The response must contain the complete data, printed exactly.

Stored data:
────────

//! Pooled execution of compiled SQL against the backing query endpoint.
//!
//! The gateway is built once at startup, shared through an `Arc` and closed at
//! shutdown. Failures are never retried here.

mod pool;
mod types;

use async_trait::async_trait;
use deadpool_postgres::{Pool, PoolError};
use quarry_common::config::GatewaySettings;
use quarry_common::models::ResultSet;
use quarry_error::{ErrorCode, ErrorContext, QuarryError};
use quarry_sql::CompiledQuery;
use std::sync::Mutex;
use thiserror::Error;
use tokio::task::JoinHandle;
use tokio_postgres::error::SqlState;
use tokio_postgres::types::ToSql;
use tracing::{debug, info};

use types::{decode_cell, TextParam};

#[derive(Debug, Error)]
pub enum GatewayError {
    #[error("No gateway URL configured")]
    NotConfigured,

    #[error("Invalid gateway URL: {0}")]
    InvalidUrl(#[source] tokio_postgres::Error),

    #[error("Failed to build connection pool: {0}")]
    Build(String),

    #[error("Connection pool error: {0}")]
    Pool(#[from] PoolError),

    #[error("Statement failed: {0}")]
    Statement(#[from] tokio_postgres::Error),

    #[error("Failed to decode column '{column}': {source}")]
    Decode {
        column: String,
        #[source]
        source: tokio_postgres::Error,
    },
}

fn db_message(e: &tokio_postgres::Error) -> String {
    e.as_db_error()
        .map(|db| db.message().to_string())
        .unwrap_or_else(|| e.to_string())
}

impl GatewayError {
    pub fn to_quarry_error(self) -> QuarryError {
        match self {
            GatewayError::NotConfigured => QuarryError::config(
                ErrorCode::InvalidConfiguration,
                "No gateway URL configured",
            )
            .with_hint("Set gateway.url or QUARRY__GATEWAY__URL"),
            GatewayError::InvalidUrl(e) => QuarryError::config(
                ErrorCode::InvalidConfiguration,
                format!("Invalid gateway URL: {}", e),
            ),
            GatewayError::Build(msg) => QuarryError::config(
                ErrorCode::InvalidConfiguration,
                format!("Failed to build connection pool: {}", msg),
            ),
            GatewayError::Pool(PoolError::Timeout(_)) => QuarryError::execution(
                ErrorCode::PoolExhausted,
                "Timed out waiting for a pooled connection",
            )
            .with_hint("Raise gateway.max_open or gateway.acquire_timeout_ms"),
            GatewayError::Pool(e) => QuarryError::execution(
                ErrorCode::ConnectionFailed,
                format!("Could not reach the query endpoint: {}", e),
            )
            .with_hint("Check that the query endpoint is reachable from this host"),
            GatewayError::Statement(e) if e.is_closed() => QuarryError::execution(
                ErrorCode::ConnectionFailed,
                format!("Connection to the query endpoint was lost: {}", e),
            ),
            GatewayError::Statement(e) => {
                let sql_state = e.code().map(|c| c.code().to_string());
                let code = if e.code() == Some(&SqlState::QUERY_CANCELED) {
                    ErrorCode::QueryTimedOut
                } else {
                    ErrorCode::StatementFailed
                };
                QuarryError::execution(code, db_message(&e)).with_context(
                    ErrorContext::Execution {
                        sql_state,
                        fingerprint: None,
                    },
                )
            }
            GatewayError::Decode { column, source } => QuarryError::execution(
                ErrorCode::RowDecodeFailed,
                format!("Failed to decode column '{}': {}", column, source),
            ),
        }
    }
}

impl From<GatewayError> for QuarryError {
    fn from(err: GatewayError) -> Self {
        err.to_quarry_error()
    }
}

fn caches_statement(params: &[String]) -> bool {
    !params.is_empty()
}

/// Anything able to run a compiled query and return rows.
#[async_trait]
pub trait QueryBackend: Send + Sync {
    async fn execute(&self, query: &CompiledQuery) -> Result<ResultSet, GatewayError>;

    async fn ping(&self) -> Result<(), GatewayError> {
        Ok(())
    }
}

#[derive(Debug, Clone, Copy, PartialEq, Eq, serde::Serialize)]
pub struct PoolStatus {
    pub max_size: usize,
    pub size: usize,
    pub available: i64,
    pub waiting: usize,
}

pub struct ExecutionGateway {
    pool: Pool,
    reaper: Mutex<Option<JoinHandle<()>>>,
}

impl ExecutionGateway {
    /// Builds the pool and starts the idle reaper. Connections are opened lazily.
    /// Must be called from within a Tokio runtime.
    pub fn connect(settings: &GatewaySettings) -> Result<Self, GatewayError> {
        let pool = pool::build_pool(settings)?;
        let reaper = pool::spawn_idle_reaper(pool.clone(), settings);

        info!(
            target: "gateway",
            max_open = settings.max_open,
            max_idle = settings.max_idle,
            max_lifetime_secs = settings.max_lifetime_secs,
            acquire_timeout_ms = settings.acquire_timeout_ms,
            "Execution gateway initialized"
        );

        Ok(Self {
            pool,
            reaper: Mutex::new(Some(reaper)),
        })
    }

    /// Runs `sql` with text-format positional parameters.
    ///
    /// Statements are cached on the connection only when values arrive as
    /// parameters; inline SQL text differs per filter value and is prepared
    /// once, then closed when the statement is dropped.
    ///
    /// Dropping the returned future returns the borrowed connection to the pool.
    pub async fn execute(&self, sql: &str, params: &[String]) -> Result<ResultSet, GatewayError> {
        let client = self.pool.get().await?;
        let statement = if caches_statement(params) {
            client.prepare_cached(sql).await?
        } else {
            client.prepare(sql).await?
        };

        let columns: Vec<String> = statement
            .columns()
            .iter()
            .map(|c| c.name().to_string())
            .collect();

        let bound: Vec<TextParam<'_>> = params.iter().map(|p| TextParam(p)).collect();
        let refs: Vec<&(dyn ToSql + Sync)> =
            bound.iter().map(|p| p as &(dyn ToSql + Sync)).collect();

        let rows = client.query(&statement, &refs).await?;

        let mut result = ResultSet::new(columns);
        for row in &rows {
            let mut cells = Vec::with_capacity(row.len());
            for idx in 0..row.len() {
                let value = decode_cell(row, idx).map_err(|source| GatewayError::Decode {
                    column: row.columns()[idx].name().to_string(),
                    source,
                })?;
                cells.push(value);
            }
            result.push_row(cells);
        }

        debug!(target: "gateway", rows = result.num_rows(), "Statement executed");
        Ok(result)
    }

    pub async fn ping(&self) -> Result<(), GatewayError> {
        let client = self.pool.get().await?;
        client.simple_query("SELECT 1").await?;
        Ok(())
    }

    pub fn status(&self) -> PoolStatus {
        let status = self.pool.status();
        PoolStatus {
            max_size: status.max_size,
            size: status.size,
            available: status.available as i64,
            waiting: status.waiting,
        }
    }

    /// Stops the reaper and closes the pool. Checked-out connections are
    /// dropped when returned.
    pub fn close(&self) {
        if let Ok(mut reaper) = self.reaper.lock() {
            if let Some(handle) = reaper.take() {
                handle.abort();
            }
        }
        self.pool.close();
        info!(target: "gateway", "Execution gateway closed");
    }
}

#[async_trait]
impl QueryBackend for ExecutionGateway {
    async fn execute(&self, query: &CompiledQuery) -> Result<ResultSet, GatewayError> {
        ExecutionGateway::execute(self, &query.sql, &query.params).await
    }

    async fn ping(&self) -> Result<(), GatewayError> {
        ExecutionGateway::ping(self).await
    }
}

────────

## RESULT FOR THIS EXERCISE:
//! Pooled execution of compiled SQL against the backing query endpoint.
//!
//! The gateway is built once at startup, shared through an `Arc` and closed at
//! shutdown. Failures are never retried here.

mod pool;
mod types;

use async_trait::async_trait;
use deadpool_postgres::{Pool, PoolError};
use quarry_common::config::GatewaySettings;
use quarry_common::models::ResultSet;
use quarry_error::{ErrorCode, ErrorContext, QuarryError};
use quarry_sql::CompiledQuery;
use std::sync::Mutex;
use thiserror::Error;
use tokio::task::JoinHandle;
use tokio_postgres::error::SqlState;
use tokio_postgres::types::ToSql;
use tracing::{debug, info};

use types::{decode_cell, TextParam};

#[derive(Debug, Error)]
pub enum GatewayError {
    #[error("No gateway URL configured")]
    NotConfigured,

    #[error("Invalid gateway URL: {0}")]
    InvalidUrl(#[source] tokio_postgres::Error),

    #[error("Failed to build connection pool: {0}")]
    Build(String),

    #[error("Connection pool error: {0}")]
    Pool(#[from] PoolError),

    #[error("Statement failed: {0}")]
    Statement(#[from] tokio_postgres::Error),

    #[error("Failed to decode column '{column}': {source}")]
    Decode {
        column: String,
        #[source]
        source: tokio_postgres::Error,
    },
}

fn db_message(e: &tokio_postgres::Error) -> String {
    e.as_db_error()
        .map(|db| db.message().to_string())
        .unwrap_or_else(|| e.to_string())
}

impl GatewayError {
    pub fn to_quarry_error(self) -> QuarryError {
        match self {
            GatewayError::NotConfigured => QuarryError::config(
                ErrorCode::InvalidConfiguration,
                "No gateway URL configured",
            )
            .with_hint("Set gateway.url or QUARRY__GATEWAY__URL"),
            GatewayError::InvalidUrl(e) => QuarryError::config(
                ErrorCode::InvalidConfiguration,
                format!("Invalid gateway URL: {}", e),
            ),
            GatewayError::Build(msg) => QuarryError::config(
                ErrorCode::InvalidConfiguration,
                format!("Failed to build connection pool: {}", msg),
            ),
            GatewayError::Pool(PoolError::Timeout(_)) => QuarryError::execution(
                ErrorCode::PoolExhausted,
                "Timed out waiting for a pooled connection",
            )
            .with_hint("Raise gateway.max_open or gateway.acquire_timeout_ms"),
            GatewayError::Pool(e) => QuarryError::execution(
                ErrorCode::ConnectionFailed,
                format!("Could not reach the query endpoint: {}", e),
            )
            .with_hint("Check that the query endpoint is reachable from this host"),
            GatewayError::Statement(e) if e.is_closed() => QuarryError::execution(
                ErrorCode::ConnectionFailed,
                format!("Connection to the query endpoint was lost: {}", e),
            ),
            GatewayError::Statement(e) => {
                let sql_state = e.code().map(|c| c.code().to_string());
                let code = if e.code() == Some(&SqlState::QUERY_CANCELED) {
                    ErrorCode::QueryTimedOut
                } else {
                    ErrorCode::StatementFailed
                };
                QuarryError::execution(code, db_message(&e)).with_context(
                    ErrorContext::Execution {
                        sql_state,
                        fingerprint: None,
                    },
                )
            }
            GatewayError::Decode { column, source } => QuarryError::execution(
                ErrorCode::RowDecodeFailed,
                format!("Failed to decode column '{}': {}", column, source),
            ),
        }
    }
}

impl From<GatewayError> for QuarryError {
    fn from(err: GatewayError) -> Self {
        err.to_quarry_error()
    }
}

fn caches_statement(params: &[String]) -> bool {
    !params.is_empty()
}

/// Anything able to run a compiled query and return rows.
#[async_trait]
pub trait QueryBackend: Send + Sync {
    async fn execute(&self, query: &CompiledQuery) -> Result<ResultSet, GatewayError>;

    async fn ping(&self) -> Result<(), GatewayError> {
        Ok(())
    }
}

#[derive(Debug, Clone, Copy, PartialEq, Eq, serde::Serialize)]
pub struct PoolStatus {
    pub max_size: usize,
    pub size: usize,
    pub available: i64,
    pub waiting: usize,
}

pub struct ExecutionGateway {
    pool: Pool,
    reaper: Mutex<Option<JoinHandle<()>>>,
}

impl ExecutionGateway {
    /// Builds the pool and starts the idle reaper. Connections are opened lazily.
    /// Must be called from within a Tokio runtime.
    pub fn connect(settings: &GatewaySettings) -> Result<Self, GatewayError> {
        let pool = pool::build_pool(settings)?;
        let reaper = pool::spawn_idle_reaper(pool.clone(), settings);

        info!(
            target: "gateway",
            max_open = settings.max_open,
            max_idle = settings.max_idle,
            max_lifetime_secs = settings.max_lifetime_secs,
            acquire_timeout_ms = settings.acquire_timeout_ms,
            "Execution gateway initialized"
        );

        Ok(Self {
            pool,
            reaper: Mutex::new(Some(reaper)),
        })
    }

    /// Runs `sql` with text-format positional parameters.
    ///
    /// Statements are cached on the connection only when values arrive as
    /// parameters; inline SQL text differs per filter value and is prepared
    /// once, then closed when the statement is dropped.
    ///
    /// Dropping the returned future returns the borrowed connection to the pool.
    pub async fn execute(&self, sql: &str, params: &[String]) -> Result<ResultSet, GatewayError> {
        let client = self.pool.get().await?;
        let statement = if caches_statement(params) {
            client.prepare_cached(sql).await?
        } else {
            client.prepare(sql).await?
        };

        let columns: Vec<String> = statement
            .columns()
            .iter()
            .map(|c| c.name().to_string())
            .collect();

        let bound: Vec<TextParam<'_>> = params.iter().map(|p| TextParam(p)).collect();
        let refs: Vec<&(dyn ToSql + Sync)> =
            bound.iter().map(|p| p as &(dyn ToSql + Sync)).collect();

        let rows = client.query(&statement, &refs).await?;

        let mut result = ResultSet::new(columns);
        for row in &rows {
            let mut cells = Vec::with_capacity(row.len());
            for idx in 0..row.len() {
                let value = decode_cell(row, idx).map_err(|source| GatewayError::Decode {
                    column: row.columns()[idx].name().to_string(),
                    source,
                })?;
                cells.push(value);
            }
            result.push_row(cells);
        }

        debug!(target: "gateway", rows = result.num_rows(), "Statement executed");
        Ok(result)
    }

    pub async fn ping(&self) -> Result<(), GatewayError> {
        let client = self.pool.get().await?;
        client.simple_query("SELECT 1").await?;
        Ok(())
    }

    pub fn status(&self) -> PoolStatus {
        let status = self.pool.status();
        PoolStatus {
            max_size: status.max_size,
            size: status.size,
            available: status.available as i64,
            waiting: status.waiting,
        }
    }

    /// Stops the reaper and closes the pool. Checked-out connections are
    /// dropped when returned.
    pub fn close(&self) {
        if let Ok(mut reaper) = self.reaper.lock() {
            if let Some(handle) = reaper.take() {
                handle.abort();
            }
        }
        self.pool.close();
        info!(target: "gateway", "Execution gateway closed");
    }
}

#[async_trait]
impl QueryBackend for ExecutionGateway {
    async fn execute(&self, query: &CompiledQuery) -> Result<ResultSet, GatewayError> {
        ExecutionGateway::execute(self, &query.sql, &query.params).await
    }

    async fn ping(&self) -> Result<(), GatewayError> {
        ExecutionGateway::ping(self).await
    }
}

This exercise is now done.